[Collected data]
// Block document model — the normalized output of conversion.
//
// A document is an ordered list of typed blocks plus an entity map. Each
// block carries plain text and a per-character metadata run of the same
// length. Rich inline objects (links, images, files, tables) live in the
// entity map and are referenced from individual character positions.

use std::collections::{BTreeMap, BTreeSet};

use serde::{Deserialize, Serialize};

/// Placeholder character anchoring a block-level entity (image, file,
/// table) to exactly one text position. U+FFFC OBJECT REPLACEMENT CHARACTER.
pub const ENTITY_SENTINEL: char = '\u{fffc}';

// ---------------------------------------------------------------------------
// Keys
// ---------------------------------------------------------------------------

/// Unique identifier of a block within one conversion.
#[derive(Debug, Clone, PartialEq, Eq, PartialOrd, Ord, Hash, Serialize, Deserialize)]
#[serde(transparent)]
pub struct BlockKey(String);

impl BlockKey {
    pub(crate) fn new(value: String) -> Self {
        Self(value)
    }

    pub fn as_str(&self) -> &str {
        &self.0
    }
}

impl std::fmt::Display for BlockKey {
    fn fmt(&self, f: &mut std::fmt::Formatter<'_>) -> std::fmt::Result {
        f.write_str(&self.0)
    }
}

/// Key of an entity in the [`EntityMap`]. Monotonically assigned.
#[derive(
    Debug, Clone, Copy, PartialEq, Eq, PartialOrd, Ord, Hash, Serialize, Deserialize,
)]
#[serde(transparent)]
pub struct EntityKey(pub(crate) u32);

impl std::fmt::Display for EntityKey {
    fn fmt(&self, f: &mut std::fmt::Formatter<'_>) -> std::fmt::Result {
        write!(f, "{}", self.0)
    }
}

// ---------------------------------------------------------------------------
// Blocks
// ---------------------------------------------------------------------------

/// Semantic type of a block.
#[derive(Debug, Clone, Copy, PartialEq, Eq, Default, Serialize, Deserialize)]
#[serde(rename_all = "kebab-case")]
pub enum BlockType {
    #[default]
    Unstyled,
    Paragraph,
    HeaderOne,
    HeaderTwo,
    HeaderThree,
    HeaderFour,
    HeaderFive,
    HeaderSix,
    Blockquote,
    CodeBlock,
    /// A block holding a single embedded object (image, file, table).
    Atomic,
    UnorderedListItem,
    OrderedListItem,
}

impl BlockType {
    /// Whether blocks of this type hold an embedded object rather than text.
    pub fn is_atomic(self) -> bool {
        matches!(self, BlockType::Atomic)
    }
}

/// Per-character annotation: style flags plus an optional entity reference.
#[derive(Debug, Clone, PartialEq, Eq, Default, Serialize, Deserialize)]
pub struct CharacterMetadata {
    pub styles: BTreeSet<String>,
    pub entity: Option<EntityKey>,
}

impl CharacterMetadata {
    pub fn new(styles: BTreeSet<String>, entity: Option<EntityKey>) -> Self {
        Self { styles, entity }
    }
}

/// One finalized content block.
///
/// `character_list` always has exactly one element per character of `text`.
/// The tree fields (`parent`, `children`, siblings) are populated in
/// hierarchical output mode and empty in flattened mode.
#[derive(Debug, Clone, PartialEq, Serialize, Deserialize)]
#[serde(rename_all = "camelCase")]
pub struct Block {
    pub key: BlockKey,
    #[serde(rename = "type")]
    pub kind: BlockType,
    pub text: String,
    pub character_list: Vec<CharacterMetadata>,
    pub depth: usize,
    pub parent: Option<BlockKey>,
    pub children: Vec<BlockKey>,
    pub prev_sibling: Option<BlockKey>,
    pub next_sibling: Option<BlockKey>,
}

impl Block {
    /// Number of characters in this block's text.
    pub fn len(&self) -> usize {
        self.text.chars().count()
    }

    pub fn is_empty(&self) -> bool {
        self.text.is_empty()
    }
}

// ---------------------------------------------------------------------------
// Entities
// ---------------------------------------------------------------------------

/// Whether editing the anchored text updates or removes the entity.
#[derive(Debug, Clone, Copy, PartialEq, Eq, Serialize, Deserialize)]
#[serde(rename_all = "SCREAMING_SNAKE_CASE")]
pub enum Mutability {
    Mutable,
    Immutable,
}

/// A rich inline object referenced from character positions.
#[derive(Debug, Clone, PartialEq, Serialize)]
pub struct Entity {
    #[serde(rename = "type")]
    pub kind: EntityKind,
    pub mutability: Mutability,
    pub data: EntityData,
}

// The data record's shape follows the `type` field, so deserialization
// routes through it; a shape-guessing untagged decode would confuse LINK
// and IMAGE records, which can both be a bare `url`.
impl<'de> Deserialize<'de> for Entity {
    fn deserialize<D>(deserializer: D) -> Result<Self, D::Error>
    where
        D: serde::Deserializer<'de>,
    {
        #[derive(Deserialize)]
        struct Raw {
            #[serde(rename = "type")]
            kind: EntityKind,
            mutability: Mutability,
            data: serde_json::Value,
        }
        let raw = Raw::deserialize(deserializer)?;
        let data = match raw.kind {
            EntityKind::Link => EntityData::Link(
                serde_json::from_value(raw.data).map_err(serde::de::Error::custom)?,
            ),
            EntityKind::Image => EntityData::Image(
                serde_json::from_value(raw.data).map_err(serde::de::Error::custom)?,
            ),
            EntityKind::File => EntityData::File(
                serde_json::from_value(raw.data).map_err(serde::de::Error::custom)?,
            ),
            EntityKind::Table => EntityData::Table(
                serde_json::from_value(raw.data).map_err(serde::de::Error::custom)?,
            ),
        };
        Ok(Entity {
            kind: raw.kind,
            mutability: raw.mutability,
            data,
        })
    }
}

impl Entity {
    pub fn link(data: LinkData) -> Self {
        Self {
            kind: EntityKind::Link,
            mutability: Mutability::Mutable,
            data: EntityData::Link(data),
        }
    }

    pub fn image(data: ImageData) -> Self {
        Self {
            kind: EntityKind::Image,
            mutability: Mutability::Immutable,
            data: EntityData::Image(data),
        }
    }

    pub fn file(data: FileData) -> Self {
        Self {
            kind: EntityKind::File,
            mutability: Mutability::Immutable,
            data: EntityData::File(data),
        }
    }

    pub fn table(data: TableData) -> Self {
        Self {
            kind: EntityKind::Table,
            mutability: Mutability::Immutable,
            data: EntityData::Table(data),
        }
    }
}

#[derive(Debug, Clone, Copy, PartialEq, Eq, Serialize, Deserialize)]
#[serde(rename_all = "SCREAMING_SNAKE_CASE")]
pub enum EntityKind {
    Link,
    Image,
    File,
    Table,
}

/// Kind-specific entity attributes.
#[derive(Debug, Clone, PartialEq, Serialize)]
#[serde(untagged)]
pub enum EntityData {
    Link(LinkData),
    Image(ImageData),
    File(FileData),
    Table(TableData),
}

#[derive(Debug, Clone, PartialEq, Eq, Default, Serialize, Deserialize)]
pub struct LinkData {
    pub url: String,
    #[serde(skip_serializing_if = "Option::is_none")]
    pub class: Option<String>,
    #[serde(skip_serializing_if = "Option::is_none")]
    pub href: Option<String>,
    #[serde(skip_serializing_if = "Option::is_none")]
    pub rel: Option<String>,
    #[serde(skip_serializing_if = "Option::is_none")]
    pub target: Option<String>,
    #[serde(skip_serializing_if = "Option::is_none")]
    pub title: Option<String>,
}

#[derive(Debug, Clone, PartialEq, Eq, Default, Serialize, Deserialize)]
pub struct ImageData {
    pub url: String,
    #[serde(skip_serializing_if = "Option::is_none")]
    pub alt: Option<String>,
    #[serde(skip_serializing_if = "Option::is_none")]
    pub class: Option<String>,
    #[serde(skip_serializing_if = "Option::is_none")]
    pub height: Option<String>,
    #[serde(skip_serializing_if = "Option::is_none")]
    pub width: Option<String>,
}

#[derive(Debug, Clone, PartialEq, Eq, Default, Serialize, Deserialize)]
#[serde(rename_all = "camelCase")]
pub struct FileData {
    pub bucket_name: String,
    pub object_key: String,
    #[serde(rename = "type", skip_serializing_if = "Option::is_none")]
    pub file_type: Option<String>,
    #[serde(skip_serializing_if = "Option::is_none")]
    pub name: Option<String>,
    #[serde(skip_serializing_if = "Option::is_none")]
    pub size: Option<u64>,
}

/// Grid metadata plus per-cell sub-documents for a TABLE entity.
#[derive(Debug, Clone, PartialEq, Default, Serialize, Deserialize)]
#[serde(rename_all = "camelCase")]
pub struct TableData {
    pub row_count: usize,
    pub column_count: usize,
    /// Row identifiers in display order.
    pub rows: Vec<String>,
    /// Column identifiers in display order.
    pub columns: Vec<String>,
    /// row id → column id → cell.
    pub cells: BTreeMap<String, BTreeMap<String, TableCell>>,
    #[serde(skip_serializing_if = "Vec::is_empty", default)]
    pub merged: Vec<CellSpan>,
    #[serde(skip_serializing_if = "BTreeMap::is_empty", default)]
    pub column_widths: BTreeMap<String, String>,
}

#[derive(Debug, Clone, PartialEq, Serialize, Deserialize)]
#[serde(rename_all = "camelCase")]
pub struct TableCell {
    pub id: String,
    pub row_span: usize,
    pub col_span: usize,
    pub document: Document,
}

/// Zero-based inclusive bounds of a merged cell region.
#[derive(Debug, Clone, Copy, PartialEq, Eq, Serialize, Deserialize)]
#[serde(rename_all = "camelCase")]
pub struct CellSpan {
    pub first_row: usize,
    pub last_row: usize,
    pub first_col: usize,
    pub last_col: usize,
}

/// Append-only key → entity mapping with monotonically assigned keys.
#[derive(Debug, Clone, Default, Serialize, Deserialize)]
#[serde(transparent)]
pub struct EntityMap {
    entities: BTreeMap<EntityKey, Entity>,
    #[serde(skip)]
    next: u32,
}

// Key assignment state is bookkeeping, not content.
impl PartialEq for EntityMap {
    fn eq(&self, other: &Self) -> bool {
        self.entities == other.entities
    }
}

impl EntityMap {
    pub fn new() -> Self {
        Self::default()
    }

    /// Store an entity and return its freshly assigned key.
    pub fn add(&mut self, entity: Entity) -> EntityKey {
        let key = EntityKey(self.next);
        self.next += 1;
        self.entities.insert(key, entity);
        key
    }

    pub fn get(&self, key: EntityKey) -> Option<&Entity> {
        self.entities.get(&key)
    }

    pub fn contains(&self, key: EntityKey) -> bool {
        self.entities.contains_key(&key)
    }

    pub fn len(&self) -> usize {
        self.entities.len()
    }

    pub fn is_empty(&self) -> bool {
        self.entities.is_empty()
    }

    pub fn iter(&self) -> impl Iterator<Item = (EntityKey, &Entity)> {
        self.entities.iter().map(|(k, v)| (*k, v))
    }
}

// ---------------------------------------------------------------------------
// Document
// ---------------------------------------------------------------------------

/// The finished conversion result: ordered blocks plus the entity map.
#[derive(Debug, Clone, PartialEq, Default, Serialize, Deserialize)]
#[serde(rename_all = "camelCase")]
pub struct Document {
    pub blocks: Vec<Block>,
    pub entity_map: EntityMap,
}

impl Document {
    /// Concatenated text of all blocks, newline-separated.
    pub fn plain_text(&self) -> String {
        let mut out = String::new();
        for (i, block) in self.blocks.iter().enumerate() {
            if i > 0 {
                out.push('\n');
            }
            out.push_str(&block.text);
        }
        out
    }
}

**TO DO**
Look through the entries. Copy out each line with "BTreeSet" in it.

**THE ANSWER**
use std::collections::{BTreeMap, BTreeSet};
    pub styles: BTreeSet<String>,
    pub fn new(styles: BTreeSet<String>, entity: Option<EntityKey>) -> Self {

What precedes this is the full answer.